That's really interesting, though. I totally, I totally get where you're coming from. And also her. The alternative is pretty dire. Like, you only have to look at characters like Miss Bates from enter, which I think makes a really good point that there's a huge difference between remaining single and being a rich heiress. than being a poor woman who was was single. And you know what I mean and even Charlotte says like, she was a burden to her family like that alone is such a horrible feeling. And should her die is like that. Should a father die? Yeah. I mean, when we see that sense and sensibility with the Dashwoods.
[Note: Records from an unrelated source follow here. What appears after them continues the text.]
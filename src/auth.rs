//! Authenticator — registration and login state machines sharing a
//! three-attempt counter.
//!
//! Each prompt is sent as `WRITE_BACK`; each rejection as `NO_WRITE_BACK`;
//! success as `AUTH`; fatal failure closes with `EXIT`. The challenge is
//! encrypted to the user's public key so only the private-key holder can
//! learn it; the response mixes that plaintext with the password hash so
//! the private key alone isn't enough. The salt is disclosed only after the
//! challenge is accepted, binding the salt request to the active attempt.

use base64::Engine;
use base64::engine::general_purpose::STANDARD as B64;
use rand::RngCore;
use sha2::{Digest, Sha256};
use std::time::Duration;
use subtle::ConstantTimeEq;
use tokio::io::{AsyncRead, AsyncWrite};

use crate::codec::{self, Code};
use crate::crypto;
use crate::error::ChatError;
use crate::kdf;
use crate::store::UserStore;

pub enum AuthOutcome {
    Authenticated { username: String },
    /// The authenticator already sent its terminal frame(s); the connection
    /// should close without entering the router.
    Closed,
}

/// Drive mode selection, then registration or login, to completion.
pub async fn run<S>(
    stream: &mut S,
    store: &UserStore,
    attempt_limit: u32,
    buffer_size: usize,
    idle_timeout: Duration,
) -> Result<AuthOutcome, ChatError>
where
    S: AsyncRead + AsyncWrite + Unpin,
{
    codec::write_frame(stream, Code::WRITE_BACK, "Mode? (1=login, 2=register)").await?;
    let mode = read_prompt(stream, buffer_size, idle_timeout).await?;

    if mode == "2" {
        register(stream, store, buffer_size, idle_timeout, attempt_limit).await
    } else {
        login(stream, store, attempt_limit, buffer_size, idle_timeout).await
    }
}

async fn register<S>(
    stream: &mut S,
    store: &UserStore,
    buffer_size: usize,
    idle_timeout: Duration,
    attempt_limit: u32,
) -> Result<AuthOutcome, ChatError>
where
    S: AsyncRead + AsyncWrite + Unpin,
{
    codec::write_frame(stream, Code::WRITE_BACK, "Username?").await?;
    let username = read_prompt(stream, buffer_size, idle_timeout).await?;

    // Username collision fails the authenticator outright — registration is
    // not retried here, and no attempt is consumed.
    if store.user_exists(&username).await {
        codec::write_frame(stream, Code::NO_WRITE_BACK, "username already exists").await?;
        return Ok(AuthOutcome::Closed);
    }

    codec::write_frame(stream, Code::WRITE_BACK, "Password?").await?;
    let password = read_prompt(stream, buffer_size, idle_timeout).await?;

    let salt = kdf::generate_salt();
    let hash = kdf::hash_password(&password, &salt)?;

    codec::write_frame(stream, Code::WRITE_BACK, "Public key (PEM)?").await?;
    let pem = read_prompt(stream, buffer_size, idle_timeout).await?;
    // Minimal validation: it must parse as an SPKI public key.
    crypto::parse_public_key_pem(&pem)?;

    store
        .create_user(&username, &hex::encode(hash), &hex::encode(salt), &pem)
        .await
        .map_err(|_| ChatError::Duplicate)?;

    codec::write_frame(
        stream,
        Code::NO_WRITE_BACK,
        "registration complete, please log in",
    )
    .await?;

    login(stream, store, attempt_limit, buffer_size, idle_timeout).await
}

async fn login<S>(
    stream: &mut S,
    store: &UserStore,
    attempt_limit: u32,
    buffer_size: usize,
    idle_timeout: Duration,
) -> Result<AuthOutcome, ChatError>
where
    S: AsyncRead + AsyncWrite + Unpin,
{
    let mut attempts = 0u32;

    loop {
        codec::write_frame(stream, Code::WRITE_BACK, "Username?").await?;
        let username = match read_prompt(stream, buffer_size, idle_timeout).await {
            Ok(u) => u,
            Err(ChatError::Timeout) => {
                if bump(&mut attempts, attempt_limit) {
                    return fail_auth(stream).await;
                }
                continue;
            }
            Err(e) => return Err(e),
        };

        let Some(record) = store.get_user_data(&username).await else {
            codec::write_frame(stream, Code::NO_WRITE_BACK, "no such user").await?;
            if bump(&mut attempts, attempt_limit) {
                return fail_auth(stream).await;
            }
            continue;
        };

        if record.public_key.trim().is_empty() {
            codec::write_frame(stream, Code::NO_WRITE_BACK, "register again").await?;
            if bump(&mut attempts, attempt_limit) {
                return fail_auth(stream).await;
            }
            continue;
        }

        let mut challenge = [0u8; 32];
        rand::thread_rng().fill_bytes(&mut challenge);
        let challenge_b64 = B64.encode(challenge);
        store.store_challenge(&username, &challenge_b64).await;

        let envelope = crypto::encrypt(challenge_b64.as_bytes(), &record.public_key)?;
        codec::write_frame(stream, Code::WRITE_BACK, &format!("CHALLENGE {envelope}")).await?;

        let request = match read_prompt(stream, buffer_size, idle_timeout).await {
            Ok(r) => r,
            Err(ChatError::Timeout) => {
                if bump(&mut attempts, attempt_limit) {
                    return fail_auth(stream).await;
                }
                continue;
            }
            Err(e) => return Err(e),
        };
        if request != "GET_SALT" {
            codec::write_frame(stream, Code::NO_WRITE_BACK, "expected GET_SALT").await?;
            if bump(&mut attempts, attempt_limit) {
                return fail_auth(stream).await;
            }
            continue;
        }

        codec::write_frame(stream, Code::SALT, &record.salt).await?;

        let response = match read_prompt(stream, buffer_size, idle_timeout).await {
            Ok(r) => r,
            Err(ChatError::Timeout) => {
                if bump(&mut attempts, attempt_limit) {
                    return fail_auth(stream).await;
                }
                continue;
            }
            Err(e) => return Err(e),
        };

        store.take_challenge(&username).await;

        let hash_bytes = hex::decode(&record.password_hash)
            .map_err(|e| ChatError::CryptoFailure(format!("corrupt stored hash: {e}")))?;
        let mut preimage = hash_bytes;
        preimage.extend_from_slice(&challenge);
        let expected = hex::encode(Sha256::digest(&preimage));

        let accepted: bool = response.as_bytes().ct_eq(expected.as_bytes()).into();
        if accepted {
            codec::write_frame(
                stream,
                Code::AUTH,
                &format!("Hello {username}, the time is {}", now_rfc3339()),
            )
            .await?;
            return Ok(AuthOutcome::Authenticated { username });
        }

        codec::write_frame(stream, Code::NO_WRITE_BACK, "authentication failed").await?;
        if bump(&mut attempts, attempt_limit) {
            return fail_auth(stream).await;
        }
    }
}

fn bump(attempts: &mut u32, limit: u32) -> bool {
    *attempts += 1;
    *attempts >= limit
}

async fn fail_auth<S>(stream: &mut S) -> Result<AuthOutcome, ChatError>
where
    S: AsyncWrite + Unpin,
{
    codec::write_frame(stream, Code::NO_WRITE_BACK, "3 Failed Attempts").await?;
    codec::write_frame(stream, Code::EXIT, "goodbye").await?;
    Ok(AuthOutcome::Closed)
}

async fn read_prompt<S>(
    stream: &mut S,
    buffer_size: usize,
    idle_timeout: Duration,
) -> Result<String, ChatError>
where
    S: AsyncRead + Unpin,
{
    tokio::time::timeout(idle_timeout, codec::read_command(stream, buffer_size))
        .await
        .map_err(|_| ChatError::Timeout)?
}

/// Informational only — not a security token.
fn now_rfc3339() -> String {
    let secs = std::time::SystemTime::now()
        .duration_since(std::time::UNIX_EPOCH)
        .map(|d| d.as_secs())
        .unwrap_or(0);
    format!("{secs}s since epoch")
}
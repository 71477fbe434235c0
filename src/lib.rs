//! # functorial
//!
//! Function composition, the Functor and Monad type classes, and two small
//! containers that implement them.
//!
//! ## Overview
//!
//! - **Type Classes**: [`Functor`](typeclass::Functor) and [`Monad`](typeclass::Monad),
//!   built on a GAT-based [`TypeConstructor`](typeclass::TypeConstructor)
//! - **Function Composition**: [`compose!`], [`pipe!`], a runtime
//!   [`Pipeline`](compose::Pipeline), and point-free `lift_map` / `lift_chain`
//! - **Containers**: [`Identity`](typeclass::Identity) (always present) and
//!   [`Maybe`](control::Maybe) (present or absent)
//!
//! ## Feature Flags
//!
//! - `typeclass`: Type class traits and `Identity`
//! - `compose`: Function composition utilities
//! - `control`: The `Maybe` container
//! - `serde`: Serialization for the containers
//! - `cli`: The `functorial` walkthrough binary (scenarios live in
//!   `walkthrough` whenever `typeclass`, `compose` and `control` are on)
//! - `full`: Enable all features
//!
//! ## Example
//!
//! ```rust
//! # #[cfg(all(feature = "typeclass", feature = "control"))]
//! # {
//! use functorial::prelude::*;
//! use functorial::text::{capitalize, enhance};
//!
//! let greeting = Maybe::of_nullable(Some("functional programming".to_string()))
//!     .map(capitalize)
//!     .map(enhance);
//!
//! assert_eq!(
//!     greeting,
//!     Maybe::Present("Functional programming is awesome".to_string())
//! );
//! # }
//! ```

#![forbid(unsafe_code)]
#![warn(missing_docs)]
#![warn(clippy::all)]
#![warn(clippy::pedantic)]
#![warn(clippy::nursery)]

/// Prelude module for convenient imports.
///
/// ```rust
/// use functorial::prelude::*;
/// ```
pub mod prelude {

    #[cfg(feature = "typeclass")]
    pub use crate::typeclass::*;

    #[cfg(feature = "compose")]
    pub use crate::compose::*;

    #[cfg(feature = "control")]
    pub use crate::control::*;
}

#[cfg(feature = "typeclass")]
pub mod typeclass;

#[cfg(feature = "compose")]
pub mod compose;

#[cfg(feature = "control")]
pub mod control;

#[cfg(all(feature = "typeclass", feature = "control"))]
pub mod text;

#[cfg(all(feature = "typeclass", feature = "compose", feature = "control"))]
pub mod walkthrough;
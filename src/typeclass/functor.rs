//! Functor type class - mapping over a wrapped value.
//!
//! A `Functor` wraps a value and lets a function transform it without
//! changing the wrapper's shape. The receiver is consumed and a new wrapper is
//! returned, so the original can never be observed in a modified state.
//!
//! # Laws
//!
//! ## Identity Law
//!
//! ```text
//! fa.fmap(|x| x) == fa
//! ```
//!
//! ## Composition Law
//!
//! ```text
//! fa.fmap(f).fmap(g) == fa.fmap(|x| g(f(x)))
//! ```
//!
//! # Examples
//!
//! ```rust
//! use functorial::typeclass::Functor;
//!
//! let some_value: Option<i32> = Some(5);
//! let transformed: Option<String> = some_value.fmap(|n| n.to_string());
//! assert_eq!(transformed, Some("5".to_string()));
//!
//! let none_value: Option<i32> = None;
//! let transformed: Option<String> = none_value.fmap(|n| n.to_string());
//! assert_eq!(transformed, None);
//! ```

use super::higher::TypeConstructor;

/// A type class for wrappers whose content can be mapped over.
///
/// # Laws
///
/// ```text
/// fa.fmap(|x| x) == fa
/// fa.fmap(f).fmap(g) == fa.fmap(|x| g(f(x)))
/// ```
///
/// # Examples
///
/// ```rust
/// use functorial::typeclass::{Functor, Identity};
///
/// let wrapped = Identity::new(5);
/// assert_eq!(wrapped.fmap(|n| n * 2), Identity::new(10));
/// ```
pub trait Functor: TypeConstructor {
    /// Applies `function` to the wrapped value and wraps the result.
    ///
    /// Wrappers without a value (such as `None`) return their empty form
    /// and never call `function`.
    ///
    /// # Examples
    ///
    /// ```rust
    /// use functorial::typeclass::Functor;
    ///
    /// let x: Option<i32> = Some(5);
    /// assert_eq!(x.fmap(|n| n * 2), Some(10));
    /// ```
    fn fmap<B, F>(self, function: F) -> Self::WithType<B>
    where
        F: FnOnce(Self::Inner) -> B;

    /// Applies `function` to a reference of the wrapped value.
    ///
    /// The receiver stays usable afterwards.
    ///
    /// # Examples
    ///
    /// ```rust
    /// use functorial::typeclass::Functor;
    ///
    /// let x: Option<String> = Some("hello".to_string());
    /// let y: Option<usize> = x.fmap_ref(|s| s.len());
    /// assert_eq!(y, Some(5));
    /// assert_eq!(x, Some("hello".to_string()));
    /// ```
    fn fmap_ref<B, F>(&self, function: F) -> Self::WithType<B>
    where
        F: FnOnce(&Self::Inner) -> B;

    /// Replaces the wrapped value with `value`, keeping the shape.
    ///
    /// # Examples
    ///
    /// ```rust
    /// use functorial::typeclass::Functor;
    ///
    /// assert_eq!(Some(5).replace("replaced"), Some("replaced"));
    /// assert_eq!(None::<i32>.replace("replaced"), None);
    /// ```
    #[inline]
    fn replace<B>(self, value: B) -> Self::WithType<B>
    where
        Self: Sized,
    {
        self.fmap(|_| value)
    }

    /// Discards the wrapped value, replacing it with `()`.
    #[inline]
    fn void(self) -> Self::WithType<()>
    where
        Self: Sized,
    {
        self.replace(())
    }
}

// =============================================================================
// Option<A> Implementation
// =============================================================================

impl<A> Functor for Option<A> {
    #[inline]
    fn fmap<B, F>(self, function: F) -> Option<B>
    where
        F: FnOnce(A) -> B,
    {
        self.map(function)
    }

    #[inline]
    fn fmap_ref<B, F>(&self, function: F) -> Option<B>
    where
        F: FnOnce(&A) -> B,
    {
        self.as_ref().map(function)
    }
}

// =============================================================================
// Result<T, E> Implementation
// =============================================================================

impl<T, E: Clone> Functor for Result<T, E> {
    #[inline]
    fn fmap<B, F>(self, function: F) -> Result<B, E>
    where
        F: FnOnce(T) -> B,
    {
        self.map(function)
    }

    #[inline]
    fn fmap_ref<B, F>(&self, function: F) -> Result<B, E>
    where
        F: FnOnce(&T) -> B,
    {
        match self {
            Ok(value) => Ok(function(value)),
            Err(error) => Err(error.clone()),
        }
    }
}

// =============================================================================
// Box<T> Implementation
// =============================================================================

impl<T> Functor for Box<T> {
    #[inline]
    fn fmap<B, F>(self, function: F) -> Box<B>
    where
        F: FnOnce(T) -> B,
    {
        Box::new(function(*self))
    }

    #[inline]
    fn fmap_ref<B, F>(&self, function: F) -> Box<B>
    where
        F: FnOnce(&T) -> B,
    {
        Box::new(function(self.as_ref()))
    }
}
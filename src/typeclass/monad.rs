//! Monad type class - sequencing computations that produce wrapped values.
//!
//! A `Monad` is a [`Functor`] with two more operations:
//!
//! - [`pure`](Monad::pure) (also called *unit* or *of*) lifts a plain value
//!   into the simplest wrapper holding it.
//! - [`flat_map`](Monad::flat_map) (also called *chain* or *bind*) feeds the
//!   wrapped value to a function that already returns a wrapper, and hands
//!   that wrapper back as-is. Where `fmap` with such a function would produce
//!   a wrapper inside a wrapper, `flat_map` never does.
//!
//! # Laws
//!
//! ## Left Identity Law
//!
//! ```text
//! Self::pure(a).flat_map(f) == f(a)
//! ```
//!
//! ## Right Identity Law
//!
//! ```text
//! m.flat_map(Self::pure) == m
//! ```
//!
//! ## Associativity Law
//!
//! ```text
//! m.flat_map(f).flat_map(g) == m.flat_map(|x| f(x).flat_map(g))
//! ```
//!
//! # Examples
//!
//! ```rust
//! use functorial::typeclass::Monad;
//!
//! fn parse_positive(s: &str) -> Option<i32> {
//!     s.parse::<i32>().ok().filter(|&n| n > 0)
//! }
//!
//! let result = Some("42")
//!     .flat_map(parse_positive)
//!     .chain(|n| Some(n * 2));
//! assert_eq!(result, Some(84));
//! ```

use super::functor::Functor;

/// A type class for wrappers that support sequencing.
///
/// # Laws
///
/// ```text
/// Self::pure(a).flat_map(f) == f(a)
/// m.flat_map(Self::pure) == m
/// m.flat_map(f).flat_map(g) == m.flat_map(|x| f(x).flat_map(g))
/// ```
///
/// # Examples
///
/// ```rust
/// use functorial::typeclass::{Identity, Monad};
///
/// let result = Identity::new(5)
///     .chain(|x| Identity::new(x + 1))
///     .chain(|x| Identity::new(x * 2));
/// assert_eq!(result, Identity::new(12));
/// ```
pub trait Monad: Functor {
    /// Lifts a plain value into the wrapper.
    ///
    /// # Examples
    ///
    /// ```rust
    /// use functorial::typeclass::Monad;
    ///
    /// let x: Option<i32> = <Option<()>>::pure(42);
    /// assert_eq!(x, Some(42));
    /// ```
    fn pure<B>(value: B) -> Self::WithType<B>;

    /// Applies a wrapper-producing function to the wrapped value.
    ///
    /// The function's result is returned directly. Wrappers without a value
    /// return their empty form and never call `function`.
    ///
    /// # Examples
    ///
    /// ```rust
    /// use functorial::typeclass::Monad;
    ///
    /// let x = Some(5);
    /// assert_eq!(x.flat_map(|n| Some(n * 2)), Some(10));
    ///
    /// let z = Some(5);
    /// assert_eq!(z.flat_map(|n| if n > 10 { Some(n) } else { None }), None);
    /// ```
    fn flat_map<B, F>(self, function: F) -> Self::WithType<B>
    where
        F: FnOnce(Self::Inner) -> Self::WithType<B>;

    /// Alias for [`flat_map`](Monad::flat_map).
    #[inline]
    fn chain<B, F>(self, function: F) -> Self::WithType<B>
    where
        Self: Sized,
        F: FnOnce(Self::Inner) -> Self::WithType<B>,
    {
        self.flat_map(function)
    }

    /// Alias for [`flat_map`](Monad::flat_map) matching `Option::and_then`.
    #[inline]
    fn and_then<B, F>(self, function: F) -> Self::WithType<B>
    where
        Self: Sized,
        F: FnOnce(Self::Inner) -> Self::WithType<B>,
    {
        self.flat_map(function)
    }

    /// Sequences two computations, discarding the first value.
    ///
    /// An empty `self` short-circuits and `next` is dropped.
    ///
    /// # Examples
    ///
    /// ```rust
    /// use functorial::typeclass::Monad;
    ///
    /// assert_eq!(Some(5).then(Some("hello")), Some("hello"));
    /// assert_eq!(None::<i32>.then(Some("hello")), None);
    /// ```
    #[inline]
    fn then<B>(self, next: Self::WithType<B>) -> Self::WithType<B>
    where
        Self: Sized,
    {
        self.flat_map(|_| next)
    }
}

// =============================================================================
// Option<A> Implementation
// =============================================================================

impl<A> Monad for Option<A> {
    #[inline]
    fn pure<B>(value: B) -> Option<B> {
        Some(value)
    }

    #[inline]
    fn flat_map<B, F>(self, function: F) -> Option<B>
    where
        F: FnOnce(A) -> Option<B>,
    {
        Self::and_then(self, function)
    }
}

// =============================================================================
// Result<T, E> Implementation
// =============================================================================

impl<T, E: Clone> Monad for Result<T, E> {
    #[inline]
    fn pure<B>(value: B) -> Result<B, E> {
        Ok(value)
    }

    #[inline]
    fn flat_map<B, F>(self, function: F) -> Result<B, E>
    where
        F: FnOnce(T) -> Result<B, E>,
    {
        Self::and_then(self, function)
    }
}

// =============================================================================
// Box<A> Implementation
// =============================================================================

impl<A> Monad for Box<A> {
    #[inline]
    fn pure<B>(value: B) -> Box<B> {
        Box::new(value)
    }

    #[inline]
    fn flat_map<B, F>(self, function: F) -> Box<B>
    where
        F: FnOnce(A) -> Box<B>,
    {
        function(*self)
    }
}
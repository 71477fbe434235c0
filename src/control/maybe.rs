//! Maybe type - a value that may be absent.
//!
//! `Maybe<A>` is either `Present(A)` or `Absent`. Mapping and chaining over
//! `Absent` return `Absent` without calling the supplied function, so a
//! pipeline of transformations needs no null checks between stages: absence
//! flows through untouched and is inspected once, at the end.
//!
//! # Examples
//!
//! ```rust
//! use functorial::control::Maybe;
//!
//! let present = Maybe::of(20).map(|n| n + 1).chain(|n| Maybe::of(n * 2));
//! assert_eq!(present, Maybe::Present(42));
//!
//! let absent = Maybe::<i32>::empty().map(|n| n + 1).chain(|n| Maybe::of(n * 2));
//! assert_eq!(absent, Maybe::Absent);
//!
//! let described = present.fold(|| "nothing".to_string(), |n| format!("got {n}"));
//! assert_eq!(described, "got 42");
//! ```

use std::fmt;

use crate::typeclass::{Functor, Monad, TypeConstructor};

/// A value that is either present or absent.
///
/// # Type Parameters
///
/// * `A` - The type of the value when present
#[derive(Debug, Clone, Copy, PartialEq, Eq, PartialOrd, Ord, Hash)]
#[cfg_attr(feature = "serde", derive(serde::Serialize, serde::Deserialize))]
pub enum Maybe<A> {
    /// A value is present.
    Present(A),
    /// No value.
    Absent,
}

static_assertions::assert_impl_all!(Maybe<String>: Send, Sync, Clone);

impl<A> Maybe<A> {
    // =========================================================================
    // Construction
    // =========================================================================

    /// Wraps `value` unconditionally.
    ///
    /// # Examples
    ///
    /// ```rust
    /// use functorial::control::Maybe;
    ///
    /// assert_eq!(Maybe::of("text"), Maybe::Present("text"));
    /// ```
    #[inline]
    pub const fn of(value: A) -> Self {
        Self::Present(value)
    }

    /// Returns `Absent`.
    #[inline]
    pub const fn empty() -> Self {
        Self::Absent
    }

    /// Converts an `Option`, mapping `None` to `Absent`.
    ///
    /// # Examples
    ///
    /// ```rust
    /// use functorial::control::Maybe;
    ///
    /// assert_eq!(Maybe::of_nullable(Some(3)), Maybe::Present(3));
    /// assert_eq!(Maybe::<i32>::of_nullable(None), Maybe::Absent);
    /// ```
    #[inline]
    pub fn of_nullable(value: Option<A>) -> Self {
        match value {
            Some(value) => Self::Present(value),
            None => Self::Absent,
        }
    }

    // =========================================================================
    // Type Checking
    // =========================================================================

    /// Returns `true` if a value is present.
    #[inline]
    pub const fn is_present(&self) -> bool {
        matches!(self, Self::Present(_))
    }

    /// Returns `true` if no value is present.
    #[inline]
    pub const fn is_absent(&self) -> bool {
        matches!(self, Self::Absent)
    }

    // =========================================================================
    // Transformation
    // =========================================================================

    /// Applies `function` to a present value.
    ///
    /// `function` is not called when the value is absent.
    ///
    /// # Examples
    ///
    /// ```rust
    /// use functorial::control::Maybe;
    ///
    /// assert_eq!(Maybe::of(2).map(|n| n * 10), Maybe::Present(20));
    /// assert_eq!(Maybe::<i32>::Absent.map(|n| n * 10), Maybe::Absent);
    /// ```
    #[inline]
    pub fn map<B, F>(self, function: F) -> Maybe<B>
    where
        F: FnOnce(A) -> B,
    {
        match self {
            Self::Present(value) => Maybe::Present(function(value)),
            Self::Absent => Maybe::Absent,
        }
    }

    /// Applies a `Maybe`-producing `function` to a present value and returns
    /// its result unchanged.
    ///
    /// `function` is not called when the value is absent.
    ///
    /// # Examples
    ///
    /// ```rust
    /// use functorial::control::Maybe;
    ///
    /// fn half(n: i32) -> Maybe<i32> {
    ///     if n % 2 == 0 { Maybe::of(n / 2) } else { Maybe::empty() }
    /// }
    ///
    /// assert_eq!(Maybe::of(8).chain(half), Maybe::Present(4));
    /// assert_eq!(Maybe::of(7).chain(half), Maybe::Absent);
    /// ```
    #[inline]
    pub fn chain<B, F>(self, function: F) -> Maybe<B>
    where
        F: FnOnce(A) -> Maybe<B>,
    {
        match self {
            Self::Present(value) => function(value),
            Self::Absent => Maybe::Absent,
        }
    }

    /// Keeps a present value only if `predicate` holds for it.
    #[inline]
    pub fn filter<P>(self, predicate: P) -> Self
    where
        P: FnOnce(&A) -> bool,
    {
        match self {
            Self::Present(value) => {
                if predicate(&value) {
                    Self::Present(value)
                } else {
                    Self::Absent
                }
            }
            Self::Absent => Self::Absent,
        }
    }

    /// Returns `self` if present, otherwise the result of `alternative`.
    #[inline]
    pub fn or_else<F>(self, alternative: F) -> Self
    where
        F: FnOnce() -> Self,
    {
        match self {
            Self::Present(value) => Self::Present(value),
            Self::Absent => alternative(),
        }
    }

    /// Borrows the content, producing a `Maybe<&A>`.
    #[inline]
    pub const fn as_ref(&self) -> Maybe<&A> {
        match self {
            Self::Present(value) => Maybe::Present(value),
            Self::Absent => Maybe::Absent,
        }
    }

    // =========================================================================
    // Inspection
    // =========================================================================

    /// Handles both variants, returning a single result.
    ///
    /// # Examples
    ///
    /// ```rust
    /// use functorial::control::Maybe;
    ///
    /// let present: Maybe<i32> = Maybe::of(4);
    /// assert_eq!(present.fold(|| 0, |n| n * 2), 8);
    ///
    /// let absent: Maybe<i32> = Maybe::empty();
    /// assert_eq!(absent.fold(|| 0, |n| n * 2), 0);
    /// ```
    #[inline]
    pub fn fold<T, F, G>(self, on_absent: F, on_present: G) -> T
    where
        F: FnOnce() -> T,
        G: FnOnce(A) -> T,
    {
        match self {
            Self::Present(value) => on_present(value),
            Self::Absent => on_absent(),
        }
    }

    /// Returns the present value or `default`.
    #[inline]
    pub fn get_or_else(self, default: A) -> A {
        match self {
            Self::Present(value) => value,
            Self::Absent => default,
        }
    }

    /// Returns the present value or computes one with `default`.
    #[inline]
    pub fn get_or_else_with<F>(self, default: F) -> A
    where
        F: FnOnce() -> A,
    {
        match self {
            Self::Present(value) => value,
            Self::Absent => default(),
        }
    }

    /// Converts into an `Option`.
    #[inline]
    pub fn into_option(self) -> Option<A> {
        match self {
            Self::Present(value) => Some(value),
            Self::Absent => None,
        }
    }
}

impl<A> Maybe<Maybe<A>> {
    /// Removes one layer of nesting.
    ///
    /// # Examples
    ///
    /// ```rust
    /// use functorial::control::Maybe;
    ///
    /// let nested = Maybe::of(5).map(Maybe::of);
    /// assert_eq!(nested.flatten(), Maybe::Present(5));
    /// ```
    #[inline]
    pub fn flatten(self) -> Maybe<A> {
        self.chain(|inner| inner)
    }
}

impl<A> Default for Maybe<A> {
    fn default() -> Self {
        Self::Absent
    }
}

impl<A: fmt::Display> fmt::Display for Maybe<A> {
    fn fmt(&self, formatter: &mut fmt::Formatter<'_>) -> fmt::Result {
        match self {
            Self::Present(value) => write!(formatter, "Present({value})"),
            Self::Absent => write!(formatter, "Absent"),
        }
    }
}

// =============================================================================
// From Implementations
// =============================================================================

impl<A> From<Option<A>> for Maybe<A> {
    fn from(value: Option<A>) -> Self {
        Self::of_nullable(value)
    }
}

impl<A> From<Maybe<A>> for Option<A> {
    fn from(value: Maybe<A>) -> Self {
        value.into_option()
    }
}

// =============================================================================
// Type Class Implementations
// =============================================================================

impl<A> TypeConstructor for Maybe<A> {
    type Inner = A;
    type WithType<B> = Maybe<B>;
}

impl<A> Functor for Maybe<A> {
    #[inline]
    fn fmap<B, F>(self, function: F) -> Maybe<B>
    where
        F: FnOnce(A) -> B,
    {
        self.map(function)
    }

    #[inline]
    fn fmap_ref<B, F>(&self, function: F) -> Maybe<B>
    where
        F: FnOnce(&A) -> B,
    {
        self.as_ref().map(function)
    }
}

impl<A> Monad for Maybe<A> {
    #[inline]
    fn pure<B>(value: B) -> Maybe<B> {
        Maybe::Present(value)
    }

    #[inline]
    fn flat_map<B, F>(self, function: F) -> Maybe<B>
    where
        F: FnOnce(A) -> Maybe<B>,
    {
        self.chain(function)
    }
}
Like their father dies, they end up in a cottage like they have to downsize dramatically.
Is that is the emphasis behind that word burden. Today is, is not really seen. I mean, for me, personally, I'm hoping I'm not a burden to my parents, who knows? Who knows, we'll find out. But it's that sense of that word burden. I think it's so important for Charlotte's context because she really has no other choice. Otherwise she's gonna end up as as a spinster and she's going to be pushed out onto the fringes of society. And I think it's it's truly awful, awful that that is how women were treated. That past a certain age. You weren't seen as pleasing to the male eye, you were, you were seen as old and she's only 27.
I know. It's crazy. I literally saw this written it said that. At the time, women were no longer considered victims after they reached a certain age that they were actually to blame for not being able to catch her husband like it was like it was your fault. You weren't able to attract somebody in Yeah, even the society and Pride and Prejudice like they, they already start to consider Charlotte's a spinster, like, even Mrs. Bennett says at one time, like Oh, she's basically just a spinster now. So it's Yeah, I mean, she's already she's got the people around her already saying that. So that's an added pressure. Then on top of that, she feels a burden to our parents. I mean, you can kind of understand why when someone came along, she was like, I need to take this.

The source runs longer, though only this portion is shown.